# Bathroom exhaust fan not pulling much air



## word2yamutha (Mar 13, 2013)

I noticed when taking a shower, that the exhaust fan isn't pulling very much. I cleaned the vents and that didn't help. 

I decided to check out the attic but there is blown in insulation everywhere. There is a flexible pipe from the vent, but I dont see it terminating any where. I figure there should be some sort of vent on the outside of the house? 
​


----------



## yuri (Nov 29, 2008)

Yeah, it should terminate thru a sidewall or the roof. Need to crawl up in the attic and see if it is kinked, disconnected or never installed properly. the fan motor will slow down with age also. remove the cover and see if it is full of dust on the fan/blades also.


----------



## MTN REMODEL LLC (Sep 11, 2010)

Check the back draft flapper... they often stick closed.


----------



## word2yamutha (Mar 13, 2013)

Well I tried to take a picture of where it terminates but its blurry. It looks like it just go straight into the insulation guess that explains the restrictive flow.


----------



## MTN REMODEL LLC (Sep 11, 2010)

Not sure I can see either, and I'm not quoting any code here, but if it does not terminate outside, it should probably run to about 12" away from a roof vent... gable vent or ridge vent.... that's to protect from humidity build-up in your attic


----------



## yuri (Nov 29, 2008)

It should terminate outside or moisture in the attic is NEVER a good idea. Probably got buried when they blew in the insulation.


----------



## word2yamutha (Mar 13, 2013)

Yeah the master bathroom vent is the same way as this one. Well I plan on getting rid of the blow in insulation. That should be fun......

So what is the best way to terminate these vents? Im thinking the side of the house would be the easiest, as I dont feel comfortable putting a hole in my roof.


----------



## MTN REMODEL LLC (Sep 11, 2010)

word2yamutha said:


> Yeah the master bathroom vent is the same way as this one.
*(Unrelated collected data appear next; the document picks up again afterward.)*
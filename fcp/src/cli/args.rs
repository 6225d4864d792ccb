//! Command-line argument structures
// (c) 2026 Ross Younger

use std::path::PathBuf;

use clap::{Args, Parser, Subcommand};

use crate::config::ConfigurationOverrides;
use crate::job::PutOptions;
use crate::util::TimeFormat;

/// Talks to a node over its client protocol
#[derive(Debug, Parser)]
#[command(name = "fcp", version = crate::version::short(), about)]
pub(crate) struct CliArgs {
    /// Connection options. These override configuration files and the environment.
    #[command(flatten)]
    pub(crate) config: ConfigurationOverrides,

    #[command(flatten)]
    pub(crate) output: OutputOptions,

    #[command(subcommand)]
    pub(crate) action: Action,
}

/// Options controlling our own output, which are not persistent configuration
#[derive(Debug, Clone, Default, Args)]
pub(crate) struct OutputOptions {
    /// Reads configuration from this file instead of the user's configuration file
    #[arg(short('c'), long("config"), value_name("FILE"), help_heading("Configuration"))]
    pub(crate) config_file: Option<PathBuf>,

    /// Enable detailed debug output
    ///
    /// This has the same effect as setting `RUST_LOG=fcp=debug` in the environment.
    /// If present, `RUST_LOG` overrides this option.
    #[arg(short, long, action, help_heading("Debug"), display_order(0))]
    pub(crate) debug: bool,

    /// Quiet mode; reports only errors
    #[arg(short, long, action, conflicts_with("debug"), help_heading("Output"))]
    pub(crate) quiet: bool,

    /// Log to a file
    ///
    /// By default the log receives everything printed to stderr.
    /// To override this behaviour, set the environment variable `RUST_LOG_FILE_DETAIL` (same semantics as `RUST_LOG`).
    #[arg(
        short('l'),
        long,
        value_name("FILE"),
        help_heading("Output"),
        next_line_help(true)
    )]
    pub(crate) log_file: Option<PathBuf>,

    /// Format of time stamps in log messages
    #[arg(short('T'), long, value_name("FORMAT"), default_value_t, help_heading("Output"))]
    pub(crate) time_format: TimeFormat,
}

/// What to do
#[derive(Debug, Clone, Subcommand)]
pub(crate) enum Action {
    /// Connects, and reports what the node says about itself
    Hello,
    /// Fetches and prints the node's configuration
    Config {
        /// Include current values
        #[arg(long)]
        current: bool,
        /// Include the expert flag of each option
        #[arg(long)]
        expert: bool,
    },
    /// Sends a no-op to the node
    Ping,
    /// Inserts a file, sending it over the connection, and waits for the insert to finish
    Put(PutArgs),
    /// Sends a file over the connection and queues it for insertion on the node
    QueueData(PutArgs),
    /// Queues a file for insertion on the node, which reads it from disk if it can
    QueueFile(PutArgs),
    /// Prints the merged configuration, and where each setting came from
    ShowConfig,
    /// Lists the configuration files we would read
    ConfigFiles,
}

/// What to insert, and how
#[derive(Debug, Clone, Args)]
pub(crate) struct PutArgs {
    /// The key to insert under, for example `CHK@` or `KSK@name`
    #[arg(value_name("URI"))]
    pub(crate) uri: String,

    /// The file to insert
    #[arg(value_name("FILE"))]
    pub(crate) file: PathBuf,

    /// MIME type of the data
    #[arg(short('m'), long, value_name("TYPE"))]
    pub(crate) mime_type: Option<String>,

    /// The name the data will have under a directory-style key
    #[arg(long, value_name("NAME"))]
    pub(crate) target_filename: Option<String>,

    /// Priority class, 0 (highest) to 6
    #[arg(long, value_name("N"), value_parser = clap::value_parser!(u8).range(0..=6))]
    pub(crate) priority: Option<u8>,

    /// Retry limit; -1 retries forever
    #[arg(long, value_name("N"), allow_negative_numbers(true))]
    pub(crate) max_retries: Option<i32>,
}

impl From<&PutArgs> for PutOptions {
    fn from(args: &PutArgs) -> Self {
        Self {
            max_retries: args.max_retries,
            priority_class: args.priority,
            mime_type: args.mime_type.clone(),
            target_filename: args.target_filename.clone(),
            ..PutOptions::default()
        }
    }
}
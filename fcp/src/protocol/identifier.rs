//! Request identifier generation
// (c) 2026 Ross Younger

use std::sync::atomic::{AtomicU64, Ordering};
use std::time::{SystemTime, UNIX_EPOCH};

static SEQUENCE: AtomicU64 = AtomicU64::new(0);

/// Allocates an identifier for a request.
///
/// The result combines wall-clock microseconds, a process-wide sequence number and a random component.
/// The sequence number guarantees uniqueness within this process even when the clock does not advance;
/// the other two parts keep identifiers from separate processes (and reconnects) apart.
///
/// Identifiers always start with `id`, so they cannot be mistaken for filesystem paths.
#[must_use]
pub fn unique_id() -> String {
    let micros = SystemTime::now()
        .duration_since(UNIX_EPOCH)
        .map_or(0, |d| d.as_micros());
    let seq = SEQUENCE.fetch_add(1, Ordering::Relaxed);
    let salt: u32 = rand::random();
    format!("id{micros:x}-{seq:x}-{salt:08x}")
}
Well I plan on getting rid of the blow in insulation. That should be fun......
> 
> So what is the best way to terminate these vents? Im thinking the side of the house would be the easiest, as I dont feel comfortable putting a hole in my roof.


Yuup...:thumbsup:


----------



## listo (Nov 19, 2008)

You sure that's not venting out your soffit?

How come your getting rid of the blown in? What are you replacing it with?


----------



## word2yamutha (Mar 13, 2013)

listo said:


> You sure that's not venting out your soffit?
> 
> How come your getting rid of the blown in? What are you replacing it with?
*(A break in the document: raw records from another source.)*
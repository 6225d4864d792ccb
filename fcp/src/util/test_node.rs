//! A scripted stand-in for a node, for tests
// (c) 2026 Ross Younger

use std::io::{BufReader, Write as _};
use std::net::{TcpListener, TcpStream};
use std::thread::JoinHandle;

use anyhow::{Context as _, Result, bail, ensure};
use bytes::Bytes;

use crate::config::Configuration;
use crate::error::{Error, FramingError};
use crate::protocol::{EndMarker, Fields, Message, MessageReader, PayloadSource as _};

/// Build numbers the fake node announces
pub(crate) const FAKE_BUILD: u32 = 1500;
pub(crate) const FAKE_EXT_BUILD: u32 = 30;

/// The node's side of one connection
pub(crate) struct NodeSide {
    reader: MessageReader<BufReader<TcpStream>>,
    writer: TcpStream,
    last_body: Option<Bytes>,
}

impl NodeSide {
    /// Reads the next command. Any body is kept for [`body`](Self::body).
    pub(crate) fn next(&mut self) -> Result<Message> {
        let message = self.reader.read_message().context("reading a command")?;
        self.last_body = if message.is_data_carrying() {
            Some(self.reader.read_payload()?)
        } else {
            None
        };
        Ok(message)
    }

    /// Reads the next command, which must have the given name
    pub(crate) fn expect(&mut self, name: &str) -> Result<Message> {
        let message = self.next()?;
        ensure!(
            message.name() == name,
            "expected {name}, client sent {message}"
        );
        Ok(message)
    }

    /// The body of the last command read, if it had one
    pub(crate) fn body(&mut self) -> Option<Bytes> {
        self.last_body.take()
    }

    /// Waits for the client to close the connection without sending anything more
    pub(crate) fn expect_closed(&mut self) -> Result<()> {
        match self.reader.read_message() {
            Err(Error::Framing(FramingError::Closed)) => Ok(()),
            Err(Error::Io(e)) if e.kind() == std::io::ErrorKind::ConnectionReset => Ok(()),
            Ok(m) => bail!("expected the client to hang up, but it sent {m}"),
            Err(e) => Err(e).context("expected the client to hang up"),
        }
    }

    /// Sends a message without payload
    pub(crate) fn send(&mut self, name: &str, fields: &[(&str, &str)]) -> Result<()> {
        let message = Message::new(
            name,
            fields.iter().copied().collect(),
            EndMarker::EndMessage,
        );
        writeln!(self.writer, "{message}")?;
        Ok(())
    }

    /// Sends a data-carrying message
    pub(crate) fn send_data(
        &mut self,
        name: &str,
        fields: &[(&str, &str)],
        data: &[u8],
    ) -> Result<()> {
        let mut all: Fields = fields.iter().copied().collect();
        all.set("DataLength", data.len());
        let message = Message::new(name, all, EndMarker::Data);
        writeln!(self.writer, "{message}")?;
        self.writer.write_all(data)?;
        Ok(())
    }

    /// Answers the client's hello with an acceptable `NodeHello`
    pub(crate) fn handshake(&mut self) -> Result<Message> {
        let hello = self.expect("ClientHello")?;
        ensure!(hello.get("ExpectedVersion") == Some("2.0"));
        ensure!(hello.get("Name").is_some_and(|n| !n.is_empty()));
        self.send(
            "NodeHello",
            &[
                ("FCPVersion", "2.0"),
                ("Version", "Fred,0.7,1.0,1500"),
                ("Build", &FAKE_BUILD.to_string()),
                ("ExtBuild", &FAKE_EXT_BUILD.to_string()),
            ],
        )?;
        Ok(hello)
    }
}

/// A fake node listening on localhost, serving one connection with a script
pub(crate) struct FakeNode {
    port: u16,
    thread: JoinHandle<Result<()>>,
}

impl FakeNode {
    /// Starts listening, then runs the script against the first client to connect
    pub(crate) fn spawn<F>(script: F) -> Self
    where
        F: FnOnce(&mut NodeSide) -> Result<()> + Send + 'static,
    {
        let listener = TcpListener::bind("127.0.0.1:0").expect("binding fake node");
        let port = listener.local_addr().expect("fake node address").port();
        let thread = std::thread::Builder::new()
            .name("fake-node".into())
            .spawn(move || {
                let (stream, _) = listener.accept()?;
                let mut side = NodeSide {
                    reader: MessageReader::new(BufReader::new(stream.try_clone()?)),
                    writer: stream,
                    last_body: None,
                };
                script(&mut side)
            })
            .expect("spawning fake node");
        Self { port, thread }
    }

    /// Client configuration pointing at this node
    pub(crate) fn config(&self) -> Configuration {
        Configuration {
            host: "127.0.0.1".into(),
            port: self.port,
            timeout: 5,
            name: "test-client".into(),
            ..Configuration::system_default()
        }
    }

    /// Waits for the script to finish, returning its outcome
    pub(crate) fn join(self) -> Result<()> {
        match self.thread.join() {
            Ok(r) => r,
            Err(_) => bail!("fake node script panicked"),
        }
    }
}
We have a continuous soffit venting around the house, but Im not sure if that is enough. 

The only reason I would be removing the insulation is I see some mold growing on it. I can't see the rafters from all the blown in insulation as I dont want to fall through the drywall lol


----------



## yuri (Nov 29, 2008)

the reason you got mold on it is because the bathroom fan got it wet with moisture and you may also need some better ventilation for the attic and need some local advice on the amount and best methods for your area. may not need to replace all of it just the obvious part but what a pain in the buttski that is going to be.:yes:


----------



## word2yamutha (Mar 13, 2013)

Yeah thats why I thought about just removing the blown in insulation because its just a pain in the butt. I also need to do some rewiring up there and everything is covered up by it. At least the good news is some of the insulation is tax detectable about 500 bucks worth.


----------



## djlandkpl (Jan 29, 2013)

Use a small leaf rake to create a path in the insulation so you can see the joists. It works great to put it back in place when you're done as it won't compact it.


----------



## word2yamutha (Mar 13, 2013)

Well I spent some time in the attic and posted a better picture. There are no leaks in the tubing, no mold and it gets decent air flow. The unit only exhaust at 50cfm its a broan 668. 
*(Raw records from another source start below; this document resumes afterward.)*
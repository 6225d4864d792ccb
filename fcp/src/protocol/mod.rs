//! # 📖 The client protocol
// (c) 2026 Ross Younger
//!
//! The node speaks a plaintext, line-oriented protocol over a single TCP connection.
//! Every unit on the wire, in either direction, has the same shape:
//!
//! ```text
//! <Name>
//! <Key1>=<Value1>
//! <Key2>=<Value2>
//! ...
//! <End|EndMessage|Data>
//! [<DataLength> raw bytes, only if the terminator is Data]
//! ```
//!
//! Lines are terminated by a single `\n`. There is no escaping; a field value must not contain a line break.
//!
//! We call the units we send [`Command`]s and the units the node sends [`Message`]s.
//!
//! * The connection opens with a handshake: the client sends `ClientHello` and the node replies `NodeHello`.
//!   (See [`connection`](crate::connection).)
//! * After that, the client may send commands at any time. Each command carries an `Identifier`.
//! * The node sends messages at any time. Those relating to a command echo its `Identifier`,
//!   which is how replies are correlated to the [`Job`](crate::job::Job) that asked for them.
//! * Some requests (persistent or "queued" inserts) live on in the node's own queue and may generate
//!   progress messages long after the command was sent.
//!
//! ## Direct Disk Access negotiation
//!
//! A node may refuse to read an upload from the client's disk until the client has proven it can read
//! the directory in question. That exchange (`TestDDARequest` / `TestDDAReply` / `TestDDAResponse` /
//! `TestDDAComplete`) is keyed by the directory rather than by an identifier.
//! See [`job::dda`](crate::job::dda).

pub mod identifier;
pub mod names;
pub mod traffic;
pub mod wire;

pub use identifier::unique_id;
pub use wire::{Body, Command, EndMarker, Fields, Message, MessageReader, PayloadSource};

/// The protocol version we announce in `ClientHello`
pub const EXPECTED_VERSION: &str = "2.0";

/// Standard field names
pub mod field {
    /// The correlation key echoed by the node
    pub const IDENTIFIER: &str = "Identifier";
    /// Declares the length of a binary payload
    pub const DATA_LENGTH: &str = "DataLength";
    /// The directory under test in DDA negotiation
    pub const DIRECTORY: &str = "Directory";
    /// Numeric code carried by `ProtocolError`
    pub const CODE: &str = "Code";
}

/// `ProtocolError` codes with special meaning to this crate.
/// Any other code is a generic failure.
pub mod error_code {
    /// The node will not accept the requested upload mode
    pub const UPLOAD_MODE_REFUSED: u32 = 9;
    /// The node requires a Direct Disk Access test before it will read from our disk
    pub const NEEDS_DDA_TEST: u32 = 25;
}
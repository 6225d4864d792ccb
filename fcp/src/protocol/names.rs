//! Names of the commands and messages this crate knows about
// (c) 2026 Ross Younger

// Commands (client to node) ////////////////////////////////////////////////////////////

/// Handshake request
pub const CLIENT_HELLO: &str = "ClientHello";
/// Insert request
pub const CLIENT_PUT: &str = "ClientPut";
/// Starts a Direct Disk Access test for a directory
pub const TEST_DDA_REQUEST: &str = "TestDDARequest";
/// Returns the contents of the DDA probe file
pub const TEST_DDA_RESPONSE: &str = "TestDDAResponse";
/// Subscribes to (or unsubscribes from) the node's global queue
pub const WATCH_GLOBAL: &str = "WatchGlobal";
/// Requests the node's configuration
pub const GET_CONFIG: &str = "GetConfig";
/// No-op, used as a keepalive
pub const VOID: &str = "Void";

// Messages (node to client) ////////////////////////////////////////////////////////////

/// Handshake acknowledgement
pub const NODE_HELLO: &str = "NodeHello";
/// Reply to `GetConfig`
pub const CONFIG_DATA: &str = "ConfigData";
/// Insert progress
pub const SIMPLE_PROGRESS: &str = "SimpleProgress";
/// Insert progress: compression has finished
pub const FINISHED_COMPRESSION: &str = "FinishedCompression";
/// Insert progress: the final URI is known
pub const URI_GENERATED: &str = "URIGenerated";
/// Insert progress: the data is now fetchable
pub const PUT_FETCHABLE: &str = "PutFetchable";
/// Insert completed successfully
pub const PUT_SUCCESSFUL: &str = "PutSuccessful";
/// Insert failed
pub const PUT_FAILED: &str = "PutFailed";
/// A persistent insert has been accepted onto the node's queue
pub const PERSISTENT_PUT: &str = "PersistentPut";
/// The node rejected a command
pub const PROTOCOL_ERROR: &str = "ProtocolError";
/// The node asks us to read a probe file
pub const TEST_DDA_REPLY: &str = "TestDDAReply";
/// The node reports the outcome of a DDA test
pub const TEST_DDA_COMPLETE: &str = "TestDDAComplete";
/// Another client connected with our name; the node is dropping us
pub const CLOSE_CONNECTION_DUPLICATE_CLIENT_NAME: &str = "CloseConnectionDuplicateClientName";

/// Is this one of the DDA negotiation messages, which are keyed by `Directory` rather than `Identifier`?
#[must_use]
pub fn is_dda_family(name: &str) -> bool {
    matches!(name, TEST_DDA_REPLY | TEST_DDA_COMPLETE)
}
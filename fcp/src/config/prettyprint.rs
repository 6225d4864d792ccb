//! Configuration pretty-printing
// (c) 2026 Ross Younger

use std::fmt::Display;

use figment::{Metadata, value::Value};
use tabled::{Table, Tabled, settings::Style};

use super::{Configuration, Manager};

/// Data type used when rendering the config table
#[derive(Tabled)]
struct PrettyConfig {
    field: String,
    value: String,
    source: String,
}

impl PrettyConfig {
    fn render_source(meta: Option<&Metadata>) -> String {
        if let Some(m) = meta {
            m.source
                .as_ref()
                .map_or_else(|| m.name.to_string(), figment::Source::to_string)
        } else {
            String::new()
        }
    }

    fn render_value(value: &Value) -> String {
        match value {
            Value::String(_tag, s) => s.clone(),
            Value::Char(_tag, c) => c.to_string(),
            Value::Bool(_tag, b) => b.to_string(),
            Value::Num(_tag, num) => num
                .to_i128()
                .map(|i| i.to_string())
                .or_else(|| num.to_u128().map(|u| u.to_string()))
                .or_else(|| num.to_f64().map(|f| f.to_string()))
                .unwrap_or_default(),
            Value::Empty(_tag, _) => "<empty>".into(),
            Value::Dict(_tag, dict) => format!("{{{} entries}}", dict.len()),
            Value::Array(_tag, vec) => format!(
                "[{}]",
                vec.iter()
                    .map(PrettyConfig::render_value)
                    .collect::<Vec<_>>()
                    .join(",")
            ),
        }
    }
}

/// Pretty-printing type wrapper to [`Manager`]
#[derive(Debug)]
pub struct DisplayAdapter<'a> {
    source: &'a Manager,
}

impl Manager {
    /// Creates a `DisplayAdapter` for this struct.
    ///
    /// The adapter renders each [`Configuration`] field with its current value and where that came from.
    #[must_use]
    pub fn to_display_adapter(&self) -> DisplayAdapter<'_> {
        DisplayAdapter { source: self }
    }
}

impl Display for DisplayAdapter<'_> {
    fn fmt(&self, f: &mut std::fmt::Formatter<'_>) -> std::fmt::Result {
        let data = &self.source.data;
        let output: Vec<_> = Configuration::FIELD_NAMES
            .iter()
            .filter_map(|field| {
                let value = data.find_value(field).ok()?;
                Some(PrettyConfig {
                    field: (*field).to_owned(),
                    value: PrettyConfig::render_value(&value),
                    source: PrettyConfig::render_source(data.get_metadata(value.tag())),
                })
            })
            .collect();
        let mut table = Table::new(output);
        let _ = table.with(Style::sharp());
        write!(f, "{table}")
    }
}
The tubing dangles above the soffit, which I'm guessing isnt the proper way. The soffit wasn't blocked by any insulation. Would buying a higher quality vent help solve this problem?


----------



## yuri (Nov 29, 2008)

probably want a 80-100 cfm unit. my 150 cfm HRV which does 3 rooms takes 20 mins to clear the steam from the bathroom. 50 cfm/room. when I had the old conventional 80-100 cfm unit in my apts. they sucked it out in 1/2 the time. it can be vented thru the roof, just talk to a reputable roofer about how and get him to install the vent kit. saw it done on " dis ole house hour" and it is not that big a deal.

google; roof bathroom vent and hit Images


----------